They called it Martlesham

I came within thinking distance of dying today. As in thinking ‘hmm, this is a distinct possibility. Glad I made a bail-out plan.  Now let’s see if it works.’

Boat stuff. I had two things to do, and only took oooh, most of the day to mostly do one and half-do the other. When I checked the boat yesterday I found water in the bilge -about a foot of it. Nothing that hasn’t been there before and rainwater rather than river water, which is good because the leaking through the hull has stopped, but bad because the roof leak hasn’t gone away. Whoever put the grab rails and winding blocks and all the other deck furniture on the the coachroof (no, I don’t know why it’s called that either. Cabin roof. Better, isn’t it?) used screws that went all the way through. So does the water when it rains. Well done, that man.

That should have been easy. Take out the old pump and float switch and put new ones in.  Would have been one answer, but being thrifty and prudent I had to convince myself they were both irredeemably shagged, so had to work out which wire fed which, and of course they’re under water so I couldn’t see what colour they were until I thought just chop them out and replace anyway. Which I did. And found, of course, that the exit hose wouldn’t fit the new pump and neither would the adapter. It took over an hour to think of how to fix this. Answer 1 – Gaffa tape was rejected in favour of Answer 2 = superglue. Eventually.

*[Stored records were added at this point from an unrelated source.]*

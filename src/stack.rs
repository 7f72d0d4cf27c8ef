use crate::error::Error;

/// how many return addresses fit on the stack
pub const CHIP8_STACK_DEPTH: usize = 16;

/// Fixed-depth call stack of 12-bit return addresses. A failed push or pop
/// leaves the stack exactly as it was.
#[derive(Clone, Debug, Default, PartialEq, Eq)]
pub struct CallStack {
    frames: [u16; CHIP8_STACK_DEPTH],
    pointer: usize,
}

impl CallStack {
    pub fn new() -> Self {
        Self::default()
    }

    pub fn push(&mut self, addr: u16) -> Result<(), Error> {
        if self.pointer == CHIP8_STACK_DEPTH {
            return Err(Error::StackOverflow);
        }
        self.frames[self.pointer] = addr;
        self.pointer += 1;
        Ok(())
    }

    pub fn pop(&mut self) -> Result<u16, Error> {
        if self.pointer == 0 {
            return Err(Error::BadReturn);
        }
        self.pointer -= 1;
        Ok(self.frames[self.pointer])
    }

    /// number of saved return addresses
    pub fn depth(&self) -> usize {
        self.pointer
    }
}

#[cfg(test)]
mod tests {
    use super::*;

    #[test]
    fn test_push_pop_order() -> Result<(), Error> {
        let mut s = CallStack::new();
        s.push(0x202)?;
        s.push(0x304)?;
        assert_eq!(s.depth(), 2);
        assert_eq!(s.pop()?, 0x304);
        assert_eq!(s.pop()?, 0x202);
        assert_eq!(s.depth(), 0);
        Ok(())
    }

    #[test]
    fn test_overflow_leaves_stack_alone() -> Result<(), Error> {
        let mut s = CallStack::new();
        for i in 0..CHIP8_STACK_DEPTH as u16 {
            s.push(0x200 + 2 * i)?;
        }
        let before = s.clone();
        assert_eq!(s.push(0x400), Err(Error::StackOverflow));
        assert_eq!(s, before);
        assert_eq!(s.pop()?, 0x21e);
        Ok(())
    }

    #[test]
    fn test_pop_empty() {
        let mut s = CallStack::new();
        assert_eq!(s.pop(), Err(Error::BadReturn));
        assert_eq!(s.depth(), 0);
    }
}
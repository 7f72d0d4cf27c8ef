use beep::beep;
use std::error::Error;

/// Something that can make the CHIP-8 tone. The host calls `beep` when the
/// sound timer starts running and `stop` when it reaches zero.
pub trait Sound {
    fn beep(&mut self) -> Result<(), Box<dyn Error>>;
    fn stop(&mut self) -> Result<(), Box<dyn Error>>;
}

const SIMPLEBEEP_PITCH: u16 = 2093; // C

/// the PC speaker
pub struct SimpleBeep {
    is_beeping: bool,
}

impl SimpleBeep {
    pub fn new() -> Self {
        SimpleBeep { is_beeping: false }
    }
}

impl Default for SimpleBeep {
    fn default() -> Self {
        Self::new()
    }
}

impl Sound for SimpleBeep {
    fn beep(&mut self) -> Result<(), Box<dyn Error>> {
        if !self.is_beeping {
            beep(SIMPLEBEEP_PITCH)?;
            self.is_beeping = true;
        }
        Ok(())
    }

    fn stop(&mut self) -> Result<(), Box<dyn Error>> {
        if self.is_beeping {
            beep(0)?;
            self.is_beeping = false;
        }
        Ok(())
    }
}

/// silence; counts what it was asked to do so tests can check the host
#[derive(Default)]
pub struct Mute {
    pub beeps: usize,
    pub stops: usize,
}

impl Mute {
    pub fn new() -> Self {
        Self::default()
    }
}

impl Sound for Mute {
    fn beep(&mut self) -> Result<(), Box<dyn Error>> {
        self.beeps += 1;
        Ok(())
    }

    fn stop(&mut self) -> Result<(), Box<dyn Error>> {
        self.stops += 1;
        Ok(())
    }
}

Then the new pump stopped working. For reasons unknown. I think I tripped the push button cut-out when I shorted everything. Because water. There don’t seem to be any actual fuses, just this push button thing.  Worst case, 12 volt shock. I thought that wouldn’t kill me but I didn’t get a shock anyway, somewhat surprisingly.

Task two was to go onto the river bed and dig a hole around the rudder. It’s a drying berth. That means when the tide is out – and there’s around 4 metres of tide to go out – the boat sits on the mud of the river bed. Because the Folkboat rudder is where it is and the shape it is, it dug itself a hole in the mud, four and a half tons of boat settled on it and in a month it snapped the tiller.

I made a new one, but that month has also warped the rudder to one side. Instead of lashing the tiller straight at the next high tide, thinking what’s done is done and leaving it be I went over the side. But I wasn’t entirely stupid. For once.

I put the boarding ladder over the side first. I wore waders. I considered carrying a whistle and wearing a lifejacket. And didn’t do either. More to the point, I tied not one but two lines to the boat and to the jetty and draped them where I could get at them if I sank into the mud.

I sank into the mud.

But that’s ok, I thought, because I’ve got waders on, and the boarding ladder, and these two ropes. Which was all true, except I was up to my left knee and past my right knee and I couldn’t actually get out. Every time I got a leg a little bit higher the other leg sank deeper. It went on for a bit. Getting deeper. People had to live like this for four years in Flanders. Usually they did it for two weeks at a time or until they got shot or exploded. But frankly, I wasn’t thinking about them today. And that’s not just all me, me, me. This was a bit serious.

The only way out was to jettison the waders and climb back up the ladder, pouring sweat, having achieved nothing at all apart from nothing. And realising how you could actually get a heart attack doing stuff like this, because it was massively, massively draining and I couldn’t and still can’t quite work out why. But it was. I could feel my breath getting short doing it. Four hours later I ache pretty much all over, even after a hot shower.

But I got out. I didn’t die, from drowning or a heart attack. I found almost a metre of plywood in the bow I’d put there for General Purposes and these definitely were.  I dropped it over the side near the boarding ladder and climbed down again, in the wellies I’d stupidly forgotten were in the starboard locker anyway and stood on the plywood to recover the waders, only getting 90% muddy in the process. I tried to dig the mud out from around the rudder but water kept flowing into the hole even though it was pretty much Low Water. I couldn’t see where I was digging and each shovel full was heavy as a very heavy thing and I thought: ‘Actually, this is stupid.’

And it was. I gave up. It took another hour to get all the mud off the waders and the ladder and the plywood and the ropes and me and just about everything I could see, apart from the swan I was worried was going to attack me when it came over to where the hose was. I was hit by a swan once when I was a boy. I literally didn’t see it coming until it did. It didn’t break my arm as advertised, but it wasn’t fun.

I wasn’t looking forward to a renactment today.  But this was an old swan and a swan well used to people as it lives in the boatyard and it doesn’t bother the boatyard people and we try not to bother it, moving slowly and not towards it. Turned out it was just thirsty and wanted a drink from the puddle of water spilling off the muddy ladder, less than three feet from me.

I got the pump and the float switch mostly wired up, even though I ran out of rubbish connectors and had to Manfix it with twists and insulating tape. The push-button cut-out didn’t. The solar charger does. I’m going back tomorrow to stow the hopefully dried-out ladder and lines and lash the tiller again, and make sure everything’s ok. Which it will be. Just so long as I don’t go walking on the river bed again. There’s no future in it.